2nd Chief Public Health Officer of Canada
- In office September 24, 2014 – December 16, 2016
- Prime Minister: Stephen Harper Justin Trudeau
- Minister: Rona Ambrose Jane Philpott
- Preceded by: David Butler-Jones
- Succeeded by: Theresa Tam

Personal details
- Occupation: Physician

= Gregory W. Taylor =

Canadian physician and public servant

Gregory W. Taylor is a Canadian physician and public servant who served as the 2nd chief public health officer of Canada from September 24, 2014, until his retirement on December 16, 2016.

==Biography==
Taylor obtained his qualifications as a medical doctor and family medicine resident at Dalhousie University.

Taylor began his medical career in 1985 at a Guelph practice as a family doctor.

In 1992 he moved to the University of Ottawa in order to complete a fellowship in community medicine, after which he was employed by the federal government and began his career as a civil servant.

Taylor joined Health Canada’s Laboratory Centre for Disease Control in 1995.

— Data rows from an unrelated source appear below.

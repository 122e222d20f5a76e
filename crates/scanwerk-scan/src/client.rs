// SPDX-License-Identifier: PMPL-1.0-or-later
// Copyright (c) 2026 Jonathan D.A. Jewell (hyperpolymath) <jonathan.jewell@open.ac.uk>
//
// High-level scan client. Owns the configuration, the transport and the one
// live image buffer, and dispatches each scan to the selected protocol.

use tracing::{debug, info, instrument};

use scanwerk_core::config::ClientConfig;
use scanwerk_core::error::Result;
use scanwerk_core::types::{DeviceAddress, ProbeResult, ScanProtocol, ScanRequest};

use crate::buffer::ImageBuffer;
use crate::passthrough::{self, PassthroughReply};
use crate::probe::DeviceProbe;
use crate::transport::{TcpTransport, Transport};
use crate::{escl, wsd};

/// Scanner client.
///
/// Holds at most one received image. Starting a scan drops the previous
/// image first; a failed scan leaves the client with no image. `scan` takes
/// `&mut self`, so one client runs one operation at a time; wrap it in a
/// `Mutex` to share it between threads.
pub struct ScanClient<T: Transport = TcpTransport> {
    config: ClientConfig,
    transport: T,
    image: Option<ImageBuffer>,
}

impl ScanClient<TcpTransport> {
    /// Client over plain TCP.
    pub fn new(config: ClientConfig) -> Result<Self> {
        Self::with_transport(config, TcpTransport)
    }
}

impl<T: Transport> ScanClient<T> {
    pub fn with_transport(config: ClientConfig, transport: T) -> Result<Self> {
        config.validate()?;
        Ok(Self {
            config,
            transport,
            image: None,
        })
    }

    pub fn config(&self) -> &ClientConfig {
        &self.config
    }

    /// Acquire one image from `device` using the request's protocol.
    #[instrument(skip_all, fields(%device, protocol = request.protocol().display_name()))]
    pub fn scan(&mut self, device: &DeviceAddress, request: &ScanRequest) -> Result<&ImageBuffer> {
        self.release_image();

        let image = match request.protocol() {
            ScanProtocol::Wsd => wsd::scan(&self.transport, device, &self.config, request)?,
            ScanProtocol::Escl => escl::scan(&self.transport, device, &self.config, request)?,
        };

        info!(bytes = image.len(), sha256 = %image.sha256_hex(), "scan complete");
        Ok(self.image.insert(image))
    }

    /// The image from the last successful scan, if still held.
    pub fn image(&self) -> Option<&ImageBuffer> {
        self.image.as_ref()
    }

    /// Byte count of the held image; 0 when there is none.
    pub fn image_size(&self) -> usize {
        self.image.as_ref().map_or(0, ImageBuffer::len)
    }

    /// Hand the held image to the caller.
    pub fn take_image(&mut self) -> Option<ImageBuffer> {
        self.image.take()
    }

    /// Drop the held image, if any.
    pub fn release_image(&mut self) {
        if let Some(mut image) = self.image.take() {
            debug!(bytes = image.len(), "releasing previous image");
            image.release();
        }
    }

    pub fn probe(&self, device: &DeviceAddress) -> ProbeResult {
        DeviceProbe::new(&self.transport, self.config.probe.attempt_timeout()).probe(device)
    }

    /// Raw pass-through to a print port.
    pub fn print(&self, device: &DeviceAddress, payload: &[u8]) -> Result<PassthroughReply> {
        passthrough::send_raw(&self.transport, device, payload, self.config.passthrough.timeout())
    }
}
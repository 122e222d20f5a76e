// SPDX-License-Identifier: PMPL-1.0-or-later
// Copyright (c) 2026 Jonathan D.A. Jewell (hyperpolymath) <jonathan.jewell@open.ac.uk>
//
// Criterion benchmarks for multipart image streaming, tag extraction and
// image digesting in the scanwerk-scan crate.

use std::io::Cursor;
use std::time::Duration;

use criterion::{Criterion, black_box, criterion_group, criterion_main};

use scanwerk_scan::buffer::ImageBuffer;
use scanwerk_scan::http::HttpStream;
use scanwerk_scan::multipart;
use scanwerk_scan::tags::{extract_element, extract_tag};

/// A WSD RetrieveImage response carrying `image_len` bytes of JPEG-like data.
fn retrieve_image_response(image_len: usize) -> Vec<u8> {
    let mut bytes = b"HTTP/1.1 200 OK\r\n\
        Content-Type: multipart/related; type=\"application/xop+xml\"; boundary=\"uuid:bench\"\r\n\
        \r\n\
        --uuid:bench\r\n\
        Content-Type: application/xop+xml\r\n\
        \r\n\
        <soap:Envelope><soap:Body><wscn:RetrieveImageResponse/></soap:Body></soap:Envelope>\r\n\
        --uuid:bench\r\n\
        Content-Type: image/jpeg\r\n\
        \r\n"
        .to_vec();
    bytes.extend((0..image_len).map(|i| (i * 7 % 256) as u8));
    bytes.extend_from_slice(b"\r\n--uuid:bench--\r\n");
    bytes
}

fn bench_multipart(c: &mut Criterion) {
    for (label, len) in [("64 KiB", 64 * 1024), ("1 MiB", 1024 * 1024)] {
        let response = retrieve_image_response(len);
        c.bench_function(&format!("multipart read_image ({label})"), |b| {
            b.iter(|| {
                let mut stream = HttpStream::new(Cursor::new(black_box(&response[..])), "bench");
                let mut image = ImageBuffer::new(1024).expect("allocation");
                multipart::read_image(&mut stream, Duration::from_secs(5), &mut image).expect("parse");
                assert_eq!(image.len(), len);
            });
        });
    }
}

fn bench_tags(c: &mut Criterion) {
    let mut metadata = String::from("<soap:Envelope><soap:Body>");
    for i in 0..200 {
        metadata.push_str(&format!("<wsdp:Hosted><wsa:Address>http://10.0.0.{i}/</wsa:Address></wsdp:Hosted>"));
    }
    metadata.push_str("<wsdp:ModelName>OfficeJet</wsdp:ModelName><wscn:JobId>42</wscn:JobId></soap:Body></soap:Envelope>");

    c.bench_function("extract_tag (exact, late in document)", |b| {
        b.iter(|| extract_tag(black_box(&metadata), "wscn:JobId"));
    });
    c.bench_function("extract_element (prefix tolerant)", |b| {
        b.iter(|| extract_element(black_box(&metadata), "ModelName"));
    });
}

fn bench_digest(c: &mut Criterion) {
    let mut image = ImageBuffer::new(1024).expect("allocation");
    image.append(&vec![0xAB; 1024 * 1024]).expect("append");
    c.bench_function("sha256_hex (1 MiB image)", |b| {
        b.iter(|| black_box(&image).sha256_hex());
    });
}

criterion_group!(benches, bench_multipart, bench_tags, bench_digest);
criterion_main!(benches);
// SPDX-License-Identifier: PMPL-1.0-or-later
// Copyright (c) 2026 Jonathan D.A. Jewell (hyperpolymath) <jonathan.jewell@open.ac.uk>
//
// Rendering of mDNS browse results as printer or scanner listings.
//
// Browsing itself happens elsewhere; this module receives resolved service
// records, keeps the ones that match the requested listing, and renders the
// JSON document the CLI prints.

use serde::Serialize;
use serde_json::json;

use scanwerk_core::types::DiscoveredService;

/// Service names (without leading underscore or domain) that identify a
/// printer.
const PRINTER_SERVICES: &[&str] = &["ipp"];

/// Service names that identify a scanner, including the `_uscan` family
/// that eSCL devices advertise.
const SCANNER_SERVICES: &[&str] = &["uscanner", "scanner", "airscan", "escl", "uscan", "uscans"];

#[derive(Debug, Clone, Copy, PartialEq, Eq)]
pub enum ListingMode {
    Printers,
    Scanners,
}

impl ListingMode {
    pub fn key(self) -> &'static str {
        match self {
            Self::Printers => "printers",
            Self::Scanners => "scanners",
        }
    }

    fn services(self) -> &'static [&'static str] {
        match self {
            Self::Printers => PRINTER_SERVICES,
            Self::Scanners => SCANNER_SERVICES,
        }
    }

    pub fn matches(self, service_type: &str) -> bool {
        let name = service_name(service_type);
        self.services().iter().any(|s| s.eq_ignore_ascii_case(name))
    }
}

/// One entry of a listing.
#[derive(Debug, Clone, PartialEq, Eq, Serialize)]
pub struct ListingEntry {
    pub host: String,
    pub ip: String,
    pub port: u16,
}

/// Services matching `mode`, in browse order. A device advertising several
/// matching service types appears once per type.
pub fn listing(services: &[DiscoveredService], mode: ListingMode) -> Vec<ListingEntry> {
    services
        .iter()
        .filter(|s| mode.matches(&s.service_type))
        .map(|s| ListingEntry {
            host: s.host.clone(),
            ip: s.ip.to_string(),
            port: s.port,
        })
        .collect()
}

/// `{"printers":[...]}` or `{"scanners":[...]}`. The array is present even
/// when nothing matched.
pub fn listing_json(services: &[DiscoveredService], mode: ListingMode) -> serde_json::Value {
    json!({ mode.key(): listing(services, mode) })
}

/// `_uscan._tcp.local.` → `uscan`; bare names pass through.
fn service_name(service_type: &str) -> &str {
    service_type
        .trim_start_matches('_')
        .split('.')
        .next()
        .unwrap_or(service_type)
}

As CPHO between 2014 and 2016, Taylor needed to advise Canadians on the Ebola outbreak and the Zika virus. Taylor was very concerned about the development of superbugs, and he advised Canadians to ease up on alcohol.

Taylor is now listed as an adjunct professor of epidemiology at the University of Ottawa.

Taylor has served on the board of directors of the Michael Smith Foundation for Health Research since March 2018.